* [ASSIGNMENT]:
Across all the entries, tally the lines holding the word "warn", and give the number by itself.

+ + + + +

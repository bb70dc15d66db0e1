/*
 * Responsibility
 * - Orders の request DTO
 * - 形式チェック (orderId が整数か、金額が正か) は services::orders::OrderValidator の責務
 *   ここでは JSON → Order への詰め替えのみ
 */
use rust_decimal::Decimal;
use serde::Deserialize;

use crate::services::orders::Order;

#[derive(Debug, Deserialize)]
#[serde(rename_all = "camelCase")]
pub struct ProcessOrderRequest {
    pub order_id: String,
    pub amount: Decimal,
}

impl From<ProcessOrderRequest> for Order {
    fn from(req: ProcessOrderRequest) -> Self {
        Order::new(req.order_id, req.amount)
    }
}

+ + + + +

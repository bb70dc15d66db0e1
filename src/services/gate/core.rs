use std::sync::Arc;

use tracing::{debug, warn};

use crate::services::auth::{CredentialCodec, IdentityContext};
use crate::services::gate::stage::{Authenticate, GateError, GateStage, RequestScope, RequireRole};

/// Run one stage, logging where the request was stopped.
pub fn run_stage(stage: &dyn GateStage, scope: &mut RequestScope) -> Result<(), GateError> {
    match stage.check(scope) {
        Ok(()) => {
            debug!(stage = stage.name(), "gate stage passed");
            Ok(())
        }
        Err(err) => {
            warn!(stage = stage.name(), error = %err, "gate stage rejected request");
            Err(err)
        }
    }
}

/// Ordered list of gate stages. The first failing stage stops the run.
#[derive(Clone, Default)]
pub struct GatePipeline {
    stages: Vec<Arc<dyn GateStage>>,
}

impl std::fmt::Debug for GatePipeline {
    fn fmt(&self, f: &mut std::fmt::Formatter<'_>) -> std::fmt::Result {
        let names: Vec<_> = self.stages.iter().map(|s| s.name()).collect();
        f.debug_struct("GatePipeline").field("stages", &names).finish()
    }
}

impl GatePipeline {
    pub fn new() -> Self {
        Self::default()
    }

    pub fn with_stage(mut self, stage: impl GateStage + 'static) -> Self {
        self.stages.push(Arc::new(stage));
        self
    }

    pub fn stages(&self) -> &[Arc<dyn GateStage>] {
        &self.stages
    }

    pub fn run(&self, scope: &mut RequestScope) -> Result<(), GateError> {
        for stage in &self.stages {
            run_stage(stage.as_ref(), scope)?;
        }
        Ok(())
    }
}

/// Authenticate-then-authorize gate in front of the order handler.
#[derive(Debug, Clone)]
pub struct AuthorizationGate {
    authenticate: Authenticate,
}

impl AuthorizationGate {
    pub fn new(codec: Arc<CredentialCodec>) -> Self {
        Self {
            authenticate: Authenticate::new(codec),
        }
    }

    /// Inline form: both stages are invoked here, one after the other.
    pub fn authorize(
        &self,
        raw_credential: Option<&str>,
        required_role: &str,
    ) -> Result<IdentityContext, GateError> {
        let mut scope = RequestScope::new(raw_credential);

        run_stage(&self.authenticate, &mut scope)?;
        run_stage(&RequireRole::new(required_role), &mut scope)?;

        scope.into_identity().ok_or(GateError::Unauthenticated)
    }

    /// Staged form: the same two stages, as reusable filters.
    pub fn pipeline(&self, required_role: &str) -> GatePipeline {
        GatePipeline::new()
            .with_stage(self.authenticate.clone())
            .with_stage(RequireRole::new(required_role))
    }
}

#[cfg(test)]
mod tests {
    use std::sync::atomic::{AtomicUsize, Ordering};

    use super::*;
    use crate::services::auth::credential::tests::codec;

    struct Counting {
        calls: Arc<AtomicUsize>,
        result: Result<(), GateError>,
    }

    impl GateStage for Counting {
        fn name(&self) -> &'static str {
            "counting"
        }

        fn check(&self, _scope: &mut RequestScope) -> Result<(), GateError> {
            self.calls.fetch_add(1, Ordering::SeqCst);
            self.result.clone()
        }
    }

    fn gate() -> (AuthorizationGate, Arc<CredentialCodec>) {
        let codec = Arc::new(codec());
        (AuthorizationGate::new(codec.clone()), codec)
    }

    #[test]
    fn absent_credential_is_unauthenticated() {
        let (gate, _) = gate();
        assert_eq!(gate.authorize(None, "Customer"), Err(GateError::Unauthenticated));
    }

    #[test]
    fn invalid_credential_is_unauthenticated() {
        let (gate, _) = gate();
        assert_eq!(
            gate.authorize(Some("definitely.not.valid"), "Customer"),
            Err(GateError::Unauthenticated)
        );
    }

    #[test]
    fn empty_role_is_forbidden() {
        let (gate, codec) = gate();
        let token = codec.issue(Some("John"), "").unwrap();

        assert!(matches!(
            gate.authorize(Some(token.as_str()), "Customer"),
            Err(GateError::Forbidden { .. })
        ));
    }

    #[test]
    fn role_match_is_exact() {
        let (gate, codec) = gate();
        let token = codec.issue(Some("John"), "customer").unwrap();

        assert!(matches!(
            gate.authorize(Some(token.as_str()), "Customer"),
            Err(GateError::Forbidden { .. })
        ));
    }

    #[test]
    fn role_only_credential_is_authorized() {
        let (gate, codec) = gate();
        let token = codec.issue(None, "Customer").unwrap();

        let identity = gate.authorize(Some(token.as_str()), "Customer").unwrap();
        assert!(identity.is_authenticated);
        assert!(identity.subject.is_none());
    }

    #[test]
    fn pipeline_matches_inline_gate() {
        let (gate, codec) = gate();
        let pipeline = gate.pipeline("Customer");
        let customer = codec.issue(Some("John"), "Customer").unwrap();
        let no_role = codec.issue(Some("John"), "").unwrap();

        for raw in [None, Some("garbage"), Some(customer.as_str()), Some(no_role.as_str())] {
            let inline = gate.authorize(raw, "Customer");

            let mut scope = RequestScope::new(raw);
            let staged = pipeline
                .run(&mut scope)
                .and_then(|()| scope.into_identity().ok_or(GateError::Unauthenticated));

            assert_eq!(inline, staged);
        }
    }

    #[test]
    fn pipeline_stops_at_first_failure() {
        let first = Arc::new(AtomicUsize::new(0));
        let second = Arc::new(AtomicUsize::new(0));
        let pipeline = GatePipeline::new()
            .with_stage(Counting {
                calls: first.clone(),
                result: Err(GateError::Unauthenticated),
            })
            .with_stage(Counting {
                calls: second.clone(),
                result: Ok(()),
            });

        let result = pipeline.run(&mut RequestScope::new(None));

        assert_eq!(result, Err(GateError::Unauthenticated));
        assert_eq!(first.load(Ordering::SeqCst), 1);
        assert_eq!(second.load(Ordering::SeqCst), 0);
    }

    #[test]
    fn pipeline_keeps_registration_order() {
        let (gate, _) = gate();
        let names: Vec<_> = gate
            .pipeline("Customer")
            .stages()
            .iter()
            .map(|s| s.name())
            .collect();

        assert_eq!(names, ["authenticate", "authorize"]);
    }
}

+ + + + +

* [TASK OUTPUT]:
2